BEGIN RECORDED DATA
#[tokio::test(start_paused = true)]
async fn test_scan_timeout_without_server() {
    let mut h = Harness::with_behavior(MockBehavior::silent(), 1000);
    let started = Instant::now();

    h.session.start_session();
    assert_eq!(h.session.phase(), Phase::Scanning);

    assert_eq!(h.terminal().await, aborted(reason::NO_SERVER_FOUND));
    assert!(started.elapsed() >= Duration::from_secs(30));

    h.settle().await;
    assert_eq!(h.events(), vec![aborted(reason::NO_SERVER_FOUND)]);
    assert_eq!(h.mock.connect_calls(), 0);
    assert!(!h.mock.is_scanning());
    assert_eq!(h.session.phase(), Phase::Aborted);
}

#[tokio::test(start_paused = true)]
async fn test_disconnect_mid_stream() {
    let behavior = MockBehavior {
        granted_mtu: 200,
        drop_link_after: Some((3, LinkDrop::Disconnect)),
        ..MockBehavior::default()
    };
    let mut h = Harness::with_behavior(behavior, 1000);

    h.session.start_session();
    assert_eq!(h.terminal().await, aborted(reason::DEVICE_DISCONNECTED));

    h.settle().await;
    assert_eq!(
        h.events(),
        vec![
            SessionEvent::MtuDetermined(200),
            aborted(reason::DEVICE_DISCONNECTED),
        ]
    );
    assert_eq!(h.mock.written_chunks().len(), 3);
    assert!(h.session.stats().throughput.is_none());
}

#[tokio::test(start_paused = true)]
async fn test_link_loss_mid_stream() {
    let behavior = MockBehavior {
        granted_mtu: 100,
        drop_link_after: Some((2, LinkDrop::LinkLoss)),
        ..MockBehavior::default()
    };
    let mut h = Harness::with_behavior(behavior, 1000);

    h.session.start_session();
    assert_eq!(h.terminal().await, aborted(reason::LINK_LOSS));
}

#[tokio::test(start_paused = true)]
async fn test_adapter_error_includes_code() {
    let behavior = MockBehavior {
        granted_mtu: 100,
        drop_link_after: Some((4, LinkDrop::Error { code: 8 })),
        ..MockBehavior::default()
    };
    let mut h = Harness::with_behavior(behavior, 1000);

    h.session.start_session();
    let event = h.terminal().await;
    assert_eq!(event, SessionEvent::Aborted(reason::connection_error(8)));
    assert_eq!(
        event,
        aborted("An error has occurred in the BLE connection: 8")
    );
}
//! Per-statement build context.

use crate::condition::Condition;
use crate::dialect::Dialect;
use crate::expr::{ExprColumns, ExprValue};
use crate::quoter::Quoter;
use crate::table::Table;
use crate::writer::StatementWriter;

/// Everything an insert generator needs besides the columns and values:
/// dialect, target table, expression columns and an optional filter.
///
/// A `Statement` is built fresh for one statement and discarded afterwards.
///
/// # Example
/// ```
/// use insql::{Condition, Statement, StdDialect, Table};
///
/// let dialect = StdDialect::postgres();
/// let stmt = Statement::new(&dialect, Table::new("user").with_autoincrement("id"))
///     .set_expr("created", "NOW()")
///     .where_cond(Condition::gt("age", 18));
/// assert_eq!(stmt.table_name(), "user");
/// assert!(stmt.conds().is_valid());
/// ```
#[derive(Clone)]
pub struct Statement<'a> {
    dialect: &'a dyn Dialect,
    table: Table,
    table_name: Option<String>,
    expr_columns: ExprColumns,
    conds: Condition,
}

impl<'a> Statement<'a> {
    pub fn new(dialect: &'a dyn Dialect, table: Table) -> Self {
        Self {
            dialect,
            table,
            table_name: None,
            expr_columns: ExprColumns::new(),
            conds: Condition::default(),
        }
    }

    /// Write into `name` instead of the table's own name (e.g. a sharded table).
    pub fn with_table_name(mut self, name: impl Into<String>) -> Self {
        self.table_name = Some(name.into());
        self
    }

    /// Insert `column` with a SQL expression instead of a bound value.
    pub fn set_expr(mut self, column: impl Into<String>, value: impl Into<ExprValue>) -> Self {
        self.expr_columns.push(column, value);
        self
    }

    /// Replace the filter condition.
    pub fn where_cond(mut self, cond: Condition) -> Self {
        self.conds = cond;
        self
    }

    /// AND `cond` onto the filter condition.
    pub fn and(mut self, cond: Condition) -> Self {
        self.conds = if self.conds.is_valid() {
            self.conds.and_also(cond)
        } else {
            cond
        };
        self
    }

    /// OR `cond` onto the filter condition.
    pub fn or(mut self, cond: Condition) -> Self {
        self.conds = if self.conds.is_valid() {
            self.conds.or_else(cond)
        } else {
            cond
        };
        self
    }

    pub fn dialect(&self) -> &'a dyn Dialect {
        self.dialect
    }

    pub fn table(&self) -> &Table {
        &self.table
    }

    /// Effective target table name.
    pub fn table_name(&self) -> &str {
        self.table_name.as_deref().unwrap_or(&self.table.name)
    }

    pub fn expr_columns(&self) -> &ExprColumns {
        &self.expr_columns
    }

    pub fn conds(&self) -> &Condition {
        &self.conds
    }

    pub(crate) fn quoter(&self) -> Quoter {
        self.dialect.quoter()
    }

    /// A fresh `String`-backed writer using this dialect's placeholders.
    pub fn writer(&self) -> StatementWriter {
        StatementWriter::new(self.dialect.placeholder())
    }
}

impl std::fmt::Debug for Statement<'_> {
    fn fmt(&self, f: &mut std::fmt::Formatter<'_>) -> std::fmt::Result {
        f.debug_struct("Statement")
            .field("db_type", &self.dialect.db_type())
            .field("table", &self.table)
            .field("table_name", &self.table_name)
            .field("expr_columns", &self.expr_columns)
            .field("conds", &self.conds)
            .finish()
    }
}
END RECORDED DATA
EXERCISE OBJECTIVE:
Write out all records exactly, keeping every detail.

TASK RESULT:
#[tokio::test(start_paused = true)]
async fn test_scan_timeout_without_server() {
    let mut h = Harness::with_behavior(MockBehavior::silent(), 1000);
    let started = Instant::now();

    h.session.start_session();
    assert_eq!(h.session.phase(), Phase::Scanning);

    assert_eq!(h.terminal().await, aborted(reason::NO_SERVER_FOUND));
    assert!(started.elapsed() >= Duration::from_secs(30));

    h.settle().await;
    assert_eq!(h.events(), vec![aborted(reason::NO_SERVER_FOUND)]);
    assert_eq!(h.mock.connect_calls(), 0);
    assert!(!h.mock.is_scanning());
    assert_eq!(h.session.phase(), Phase::Aborted);
}

#[tokio::test(start_paused = true)]
async fn test_disconnect_mid_stream() {
    let behavior = MockBehavior {
        granted_mtu: 200,
        drop_link_after: Some((3, LinkDrop::Disconnect)),
        ..MockBehavior::default()
    };
    let mut h = Harness::with_behavior(behavior, 1000);

    h.session.start_session();
    assert_eq!(h.terminal().await, aborted(reason::DEVICE_DISCONNECTED));

    h.settle().await;
    assert_eq!(
        h.events(),
        vec![
            SessionEvent::MtuDetermined(200),
            aborted(reason::DEVICE_DISCONNECTED),
        ]
    );
    assert_eq!(h.mock.written_chunks().len(), 3);
    assert!(h.session.stats().throughput.is_none());
}

#[tokio::test(start_paused = true)]
async fn test_link_loss_mid_stream() {
    let behavior = MockBehavior {
        granted_mtu: 100,
        drop_link_after: Some((2, LinkDrop::LinkLoss)),
        ..MockBehavior::default()
    };
    let mut h = Harness::with_behavior(behavior, 1000);

    h.session.start_session();
    assert_eq!(h.terminal().await, aborted(reason::LINK_LOSS));
}

#[tokio::test(start_paused = true)]
async fn test_adapter_error_includes_code() {
    let behavior = MockBehavior {
        granted_mtu: 100,
        drop_link_after: Some((4, LinkDrop::Error { code: 8 })),
        ..MockBehavior::default()
    };
    let mut h = Harness::with_behavior(behavior, 1000);

    h.session.start_session();
    let event = h.terminal().await;
    assert_eq!(event, SessionEvent::Aborted(reason::connection_error(8)));
    assert_eq!(
        event,
        aborted("An error has occurred in the BLE connection: 8")
    );
}
//! Per-statement build context.

use crate::condition::Condition;
use crate::dialect::Dialect;
use crate::expr::{ExprColumns, ExprValue};
use crate::quoter::Quoter;
use crate::table::Table;
use crate::writer::StatementWriter;

/// Everything an insert generator needs besides the columns and values:
/// dialect, target table, expression columns and an optional filter.
///
/// A `Statement` is built fresh for one statement and discarded afterwards.
///
/// # Example
/// ```
/// use insql::{Condition, Statement, StdDialect, Table};
///
/// let dialect = StdDialect::postgres();
/// let stmt = Statement::new(&dialect, Table::new("user").with_autoincrement("id"))
///     .set_expr("created", "NOW()")
///     .where_cond(Condition::gt("age", 18));
/// assert_eq!(stmt.table_name(), "user");
/// assert!(stmt.conds().is_valid());
/// ```
#[derive(Clone)]
pub struct Statement<'a> {
    dialect: &'a dyn Dialect,
    table: Table,
    table_name: Option<String>,
    expr_columns: ExprColumns,
    conds: Condition,
}

impl<'a> Statement<'a> {
    pub fn new(dialect: &'a dyn Dialect, table: Table) -> Self {
        Self {
            dialect,
            table,
            table_name: None,
            expr_columns: ExprColumns::new(),
            conds: Condition::default(),
        }
    }

    /// Write into `name` instead of the table's own name (e.g. a sharded table).
    pub fn with_table_name(mut self, name: impl Into<String>) -> Self {
        self.table_name = Some(name.into());
        self
    }

    /// Insert `column` with a SQL expression instead of a bound value.
    pub fn set_expr(mut self, column: impl Into<String>, value: impl Into<ExprValue>) -> Self {
        self.expr_columns.push(column, value);
        self
    }

    /// Replace the filter condition.
    pub fn where_cond(mut self, cond: Condition) -> Self {
        self.conds = cond;
        self
    }

    /// AND `cond` onto the filter condition.
    pub fn and(mut self, cond: Condition) -> Self {
        self.conds = if self.conds.is_valid() {
            self.conds.and_also(cond)
        } else {
            cond
        };
        self
    }

    /// OR `cond` onto the filter condition.
    pub fn or(mut self, cond: Condition) -> Self {
        self.conds = if self.conds.is_valid() {
            self.conds.or_else(cond)
        } else {
            cond
        };
        self
    }

    pub fn dialect(&self) -> &'a dyn Dialect {
        self.dialect
    }

    pub fn table(&self) -> &Table {
        &self.table
    }

    /// Effective target table name.
    pub fn table_name(&self) -> &str {
        self.table_name.as_deref().unwrap_or(&self.table.name)
    }

    pub fn expr_columns(&self) -> &ExprColumns {
        &self.expr_columns
    }

    pub fn conds(&self) -> &Condition {
        &self.conds
    }

    pub(crate) fn quoter(&self) -> Quoter {
        self.dialect.quoter()
    }

    /// A fresh `String`-backed writer using this dialect's placeholders.
    pub fn writer(&self) -> StatementWriter {
        StatementWriter::new(self.dialect.placeholder())
    }
}

impl std::fmt::Debug for Statement<'_> {
    fn fmt(&self, f: &mut std::fmt::Formatter<'_>) -> std::fmt::Result {
        f.debug_struct("Statement")
            .field("db_type", &self.dialect.db_type())
            .field("table", &self.table)
            .field("table_name", &self.table_name)
            .field("expr_columns", &self.expr_columns)
            .field("conds", &self.conds)
            .finish()
    }
}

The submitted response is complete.